The character of the soil in that corner of Somersetshire is marked, beyond everything else, by the clinging tenacity of its soft, damp, treacherous earth. It is a spot loved by the west-wind, and by the rains brought by the west-wind. Overshadowed by the lavish fertility of its abounding foliage, it never seems to experience enough sunshine to draw out of it the eternal presence of this oppressive dampness. The lush pastures may thicken, the rich gardens blossom, the ancient orchards ripen; but an enduring sense of something depressing and deep and treacherous lurks ever in the background of these pleasant things. Not a field but has its overshadowing trees; and not a tree but has its roots loosely buried in that special kind of soft, heavy earth, which an hour’s rain can change into clinging mud.

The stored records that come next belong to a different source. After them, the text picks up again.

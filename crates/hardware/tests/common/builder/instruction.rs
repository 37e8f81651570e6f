use rvpipe_core::common::constants::HALT_WORD;
use rvpipe_core::isa::rv64i::funct3::*;
use rvpipe_core::isa::rv64i::funct7::{ALT, BASE};
use rvpipe_core::isa::rv64i::opcodes::*;

/// The halt sentinel, for terminating test programs.
pub const HALT: u32 = HALT_WORD;

#[derive(Clone, Copy, Debug, Default)]
pub struct InstructionBuilder {
    opcode: u32,
    rd: u32,
    funct3: u32,
    rs1: u32,
    rs2: u32,
    funct7: u32,
    imm: i32,
}

impl InstructionBuilder {
    pub fn new() -> Self {
        Self::default()
    }

    pub fn opcode(mut self, op: u32) -> Self {
        self.opcode = op;
        self
    }

    pub fn rd(mut self, rd: u32) -> Self {
        self.rd = rd;
        self
    }

    pub fn rs1(mut self, rs1: u32) -> Self {
        self.rs1 = rs1;
        self
    }

    pub fn rs2(mut self, rs2: u32) -> Self {
        self.rs2 = rs2;
        self
    }

    pub fn funct3(mut self, funct3: u32) -> Self {
        self.funct3 = funct3;
        self
    }

    pub fn funct7(mut self, funct7: u32) -> Self {
        self.funct7 = funct7;
        self
    }

    pub fn imm(mut self, imm: i32) -> Self {
        self.imm = imm;
        self
    }

    // --- Format helpers ---

    fn r_type(mut self, opcode: u32, f3: u32, f7: u32, rd: u32, rs1: u32, rs2: u32) -> Self {
        self.opcode = opcode;
        self.funct3 = f3;
        self.funct7 = f7;
        self.rd = rd;
        self.rs1 = rs1;
        self.rs2 = rs2;
        self
    }

    fn i_type(mut self, opcode: u32, f3: u32, rd: u32, rs1: u32, imm: i32) -> Self {
        self.opcode = opcode;
        self.funct3 = f3;
        self.rd = rd;
        self.rs1 = rs1;
        self.imm = imm;
        self
    }

    fn s_type(mut self, f3: u32, rs1: u32, rs2: u32, imm: i32) -> Self {
        self.opcode = OP_STORE;
        self.funct3 = f3;
        self.rs1 = rs1;
        self.rs2 = rs2;
        self.imm = imm;
        self
    }

    fn b_type(mut self, f3: u32, rs1: u32, rs2: u32, imm: i32) -> Self {
        self.opcode = OP_BRANCH;
        self.funct3 = f3;
        self.rs1 = rs1;
        self.rs2 = rs2;
        self.imm = imm;
        self
    }

    // --- Register-register ---

    pub fn add(self, rd: u32, rs1: u32, rs2: u32) -> Self {
        self.r_type(OP_REG, ADD_SUB, BASE, rd, rs1, rs2)
    }

    pub fn sub(self, rd: u32, rs1: u32, rs2: u32) -> Self {
        self.r_type(OP_REG, ADD_SUB, ALT, rd, rs1, rs2)
    }

    pub fn sll(self, rd: u32, rs1: u32, rs2: u32) -> Self {
        self.r_type(OP_REG, SLL, BASE, rd, rs1, rs2)
    }

    pub fn slt(self, rd: u32, rs1: u32, rs2: u32) -> Self {
        self.r_type(OP_REG, SLT, BASE, rd, rs1, rs2)
    }

    pub fn sltu(self, rd: u32, rs1: u32, rs2: u32) -> Self {
        self.r_type(OP_REG, SLTU, BASE, rd, rs1, rs2)
    }

    pub fn xor(self, rd: u32, rs1: u32, rs2: u32) -> Self {
        self.r_type(OP_REG, XOR, BASE, rd, rs1, rs2)
    }

    pub fn srl(self, rd: u32, rs1: u32, rs2: u32) -> Self {
        self.r_type(OP_REG, SRL_SRA, BASE, rd, rs1, rs2)
    }

    pub fn sra(self, rd: u32, rs1: u32, rs2: u32) -> Self {
        self.r_type(OP_REG, SRL_SRA, ALT, rd, rs1, rs2)
    }

    pub fn or(self, rd: u32, rs1: u32, rs2: u32) -> Self {
        self.r_type(OP_REG, OR, BASE, rd, rs1, rs2)
    }

    pub fn and(self, rd: u32, rs1: u32, rs2: u32) -> Self {
        self.r_type(OP_REG, AND, BASE, rd, rs1, rs2)
    }

    pub fn addw(self, rd: u32, rs1: u32, rs2: u32) -> Self {
        self.r_type(OP_REG_32, ADD_SUB, BASE, rd, rs1, rs2)
    }

    pub fn subw(self, rd: u32, rs1: u32, rs2: u32) -> Self {
        self.r_type(OP_REG_32, ADD_SUB, ALT, rd, rs1, rs2)
    }

    pub fn sllw(self, rd: u32, rs1: u32, rs2: u32) -> Self {
        self.r_type(OP_REG_32, SLL, BASE, rd, rs1, rs2)
    }

    pub fn sraw(self, rd: u32, rs1: u32, rs2: u32) -> Self {
        self.r_type(OP_REG_32, SRL_SRA, ALT, rd, rs1, rs2)
    }

    // --- Register-immediate ---

    pub fn addi(self, rd: u32, rs1: u32, imm: i32) -> Self {
        self.i_type(OP_IMM, ADD_SUB, rd, rs1, imm)
    }

    pub fn slti(self, rd: u32, rs1: u32, imm: i32) -> Self {
        self.i_type(OP_IMM, SLT, rd, rs1, imm)
    }

    pub fn sltiu(self, rd: u32, rs1: u32, imm: i32) -> Self {
        self.i_type(OP_IMM, SLTU, rd, rs1, imm)
    }

    pub fn xori(self, rd: u32, rs1: u32, imm: i32) -> Self {
        self.i_type(OP_IMM, XOR, rd, rs1, imm)
    }

    pub fn ori(self, rd: u32, rs1: u32, imm: i32) -> Self {
        self.i_type(OP_IMM, OR, rd, rs1, imm)
    }

    pub fn andi(self, rd: u32, rs1: u32, imm: i32) -> Self {
        self.i_type(OP_IMM, AND, rd, rs1, imm)
    }

    pub fn slli(self, rd: u32, rs1: u32, shamt: u32) -> Self {
        self.i_type(OP_IMM, SLL, rd, rs1, (shamt & 0x3F) as i32)
    }

    pub fn srli(self, rd: u32, rs1: u32, shamt: u32) -> Self {
        self.i_type(OP_IMM, SRL_SRA, rd, rs1, (shamt & 0x3F) as i32)
    }

    /// Bit 10 of the immediate selects the arithmetic shift.
    pub fn srai(self, rd: u32, rs1: u32, shamt: u32) -> Self {
        self.i_type(OP_IMM, SRL_SRA, rd, rs1, 0x400 | (shamt & 0x3F) as i32)
    }

    pub fn addiw(self, rd: u32, rs1: u32, imm: i32) -> Self {
        self.i_type(OP_IMM_32, ADD_SUB, rd, rs1, imm)
    }

    pub fn slliw(self, rd: u32, rs1: u32, shamt: u32) -> Self {
        self.i_type(OP_IMM_32, SLL, rd, rs1, (shamt & 0x1F) as i32)
    }

    pub fn sraiw(self, rd: u32, rs1: u32, shamt: u32) -> Self {
        self.i_type(OP_IMM_32, SRL_SRA, rd, rs1, 0x400 | (shamt & 0x1F) as i32)
    }

    // --- Loads and stores ---

    pub fn lb(self, rd: u32, rs1: u32, imm: i32) -> Self {
        self.i_type(OP_LOAD, LB, rd, rs1, imm)
    }

    pub fn lh(self, rd: u32, rs1: u32, imm: i32) -> Self {
        self.i_type(OP_LOAD, LH, rd, rs1, imm)
    }

    pub fn lw(self, rd: u32, rs1: u32, imm: i32) -> Self {
        self.i_type(OP_LOAD, LW, rd, rs1, imm)
    }

    pub fn ld(self, rd: u32, rs1: u32, imm: i32) -> Self {
        self.i_type(OP_LOAD, LD, rd, rs1, imm)
    }

    pub fn lbu(self, rd: u32, rs1: u32, imm: i32) -> Self {
        self.i_type(OP_LOAD, LBU, rd, rs1, imm)
    }

    pub fn lhu(self, rd: u32, rs1: u32, imm: i32) -> Self {
        self.i_type(OP_LOAD, LHU, rd, rs1, imm)
    }

    pub fn lwu(self, rd: u32, rs1: u32, imm: i32) -> Self {
        self.i_type(OP_LOAD, LWU, rd, rs1, imm)
    }

    pub fn sb(self, rs1: u32, rs2: u32, imm: i32) -> Self {
        self.s_type(SB, rs1, rs2, imm)
    }

    pub fn sh(self, rs1: u32, rs2: u32, imm: i32) -> Self {
        self.s_type(SH, rs1, rs2, imm)
    }

    pub fn sw(self, rs1: u32, rs2: u32, imm: i32) -> Self {
        self.s_type(SW, rs1, rs2, imm)
    }

    pub fn sd(self, rs1: u32, rs2: u32, imm: i32) -> Self {
        self.s_type(SD, rs1, rs2, imm)
    }

    // --- Control flow ---

    pub fn beq(self, rs1: u32, rs2: u32, imm: i32) -> Self {
        self.b_type(BEQ, rs1, rs2, imm)
    }

    pub fn bne(self, rs1: u32, rs2: u32, imm: i32) -> Self {
        self.b_type(BNE, rs1, rs2, imm)
    }

    pub fn blt(self, rs1: u32, rs2: u32, imm: i32) -> Self {
        self.b_type(BLT, rs1, rs2, imm)
    }

    pub fn bge(self, rs1: u32, rs2: u32, imm: i32) -> Self {
        self.b_type(BGE, rs1, rs2, imm)
    }

    pub fn bltu(self, rs1: u32, rs2: u32, imm: i32) -> Self {
        self.b_type(BLTU, rs1, rs2, imm)
    }

    pub fn bgeu(self, rs1: u32, rs2: u32, imm: i32) -> Self {
        self.b_type(BGEU, rs1, rs2, imm)
    }

    pub fn jal(mut self, rd: u32, imm: i32) -> Self {
        self.opcode = OP_JAL;
        self.rd = rd;
        self.imm = imm;
        self
    }

    pub fn jalr(self, rd: u32, rs1: u32, imm: i32) -> Self {
        self.i_type(OP_JALR, JALR, rd, rs1, imm)
    }

    /// `imm` is the 20-bit upper immediate, unshifted.
    pub fn lui(mut self, rd: u32, imm: i32) -> Self {
        self.opcode = OP_LUI;
        self.rd = rd;
        self.imm = imm;
        self
    }

    /// `imm` is the 20-bit upper immediate, unshifted.
    pub fn auipc(mut self, rd: u32, imm: i32) -> Self {
        self.opcode = OP_AUIPC;
        self.rd = rd;
        self.imm = imm;
        self
    }

    /// ADDI x0, x0, 0.
    pub fn nop(self) -> Self {
        self.addi(0, 0, 0)
    }

    pub fn build(self) -> u32 {
        let opcode = self.opcode & 0x7F;
        let rd = (self.rd & 0x1F) << 7;
        let funct3 = (self.funct3 & 0x7) << 12;
        let rs1 = (self.rs1 & 0x1F) << 15;
        let rs2 = (self.rs2 & 0x1F) << 20;
        let funct7 = (self.funct7 & 0x7F) << 25;
        let imm = self.imm as u32;

        match opcode {
            OP_REG | OP_REG_32 => funct7 | rs2 | rs1 | funct3 | rd | opcode,
            OP_IMM | OP_IMM_32 | OP_LOAD | OP_JALR => {
                ((imm & 0xFFF) << 20) | rs1 | funct3 | rd | opcode
            }
            OP_STORE => {
                let imm_11_5 = ((imm >> 5) & 0x7F) << 25;
                let imm_4_0 = (imm & 0x1F) << 7;
                imm_11_5 | rs2 | rs1 | funct3 | imm_4_0 | opcode
            }
            OP_BRANCH => {
                let bit_12 = ((imm >> 12) & 0x1) << 31;
                let bits_10_5 = ((imm >> 5) & 0x3F) << 25;
                let bits_4_1 = ((imm >> 1) & 0xF) << 8;
                let bit_11 = ((imm >> 11) & 0x1) << 7;
                bit_12 | bits_10_5 | rs2 | rs1 | funct3 | bits_4_1 | bit_11 | opcode
            }
            OP_LUI | OP_AUIPC => ((imm & 0xFFFFF) << 12) | rd | opcode,
            OP_JAL => {
                let bit_20 = ((imm >> 20) & 0x1) << 31;
                let bits_10_1 = ((imm >> 1) & 0x3FF) << 21;
                let bit_11 = ((imm >> 11) & 0x1) << 20;
                let bits_19_12 = ((imm >> 12) & 0xFF) << 12;
                bit_20 | bits_10_1 | bit_11 | bits_19_12 | rd | opcode
            }
            _ => panic!("Unsupported opcode: {opcode:#x}"),
        }
    }
}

It is in the Nevilton churchyard, when a new grave is being dug, that this sinister peculiarity of the earth-floor is especially noticeable. The sight of those raw, rough heaps of yellow clay, tossed out upon grass and flowers, is enough to make the living shrink back in terror from the oblong hole into which they have consigned their dead. All human cemeteries smell, like the hands of the Shakespearean king, of forlorn mortality; but such mortality seems more palpably, more oppressively emphasized among the graves of Nevilton than in other repositories of the dead. To be buried in many a burying-ground one knows, would be no more than a negative terror; no more than to be deprived, as Homer puts it, of the sweet privilege of the blessed air. But to be buried in Nevilton clay has a positive element in its dreadfulness. It is not so much to be buried, as to be sucked in, drawn down, devoured, absorbed. Never in any place does the peculiar congruity between the yellowness of the local clay and the yellowness of the local stone show so luridly as among these patient hillocks.
The tombstones here do not relieve the pressure of fate by appealing, in marble whiteness, away from the anthropophagous earth, to the free clouds of heaven. They are of the earth, and they conspire with the earth. They yearn to the soil, and the soil yearns to them. They weigh down upon the poor relics consigned to their care, in a hideous partnership with the clay that is working its will upon them.
And the rank vegetation of the place assists this treachery. Orange-tinted lichen and rusty-red weather-stains alternate with the encroachments of moss and weeds in reducing each separate protruding slab into conformity with what is about it and beneath it. This churchyard, whose stone and clay so cunningly intermingle, is in an intimate sense the very navel and centre of the village. Above it rises the tall perpendicular tower of St. Catharine’s church; and beyond it, on the further side of a strip of pasture, a stagnant pond, and a solitary sycamore, stands the farm that is locally named “the Priory.” This house, the most imposing of all in the village except the Manor, has as its immediate background the umbrageous conical eminence where the Holy Rood was found. It is a place adapted to modern usage from a noble fragment of monastic ruin. Here, in mediæval days, rose a rich Cistercian abbey, to which, doubtless, the pyramidal mount, in the background, offered a store of consecrated legends.
North of the churchyard, beyond the main village street with its formal town-like compactness, the ground slopes imperceptibly up, past a few enclosed cottage-orchards, to where, embosomed in gracious trees and Italianated gardens, stands the pride and glory of Nevilton, its stately Elizabethan house.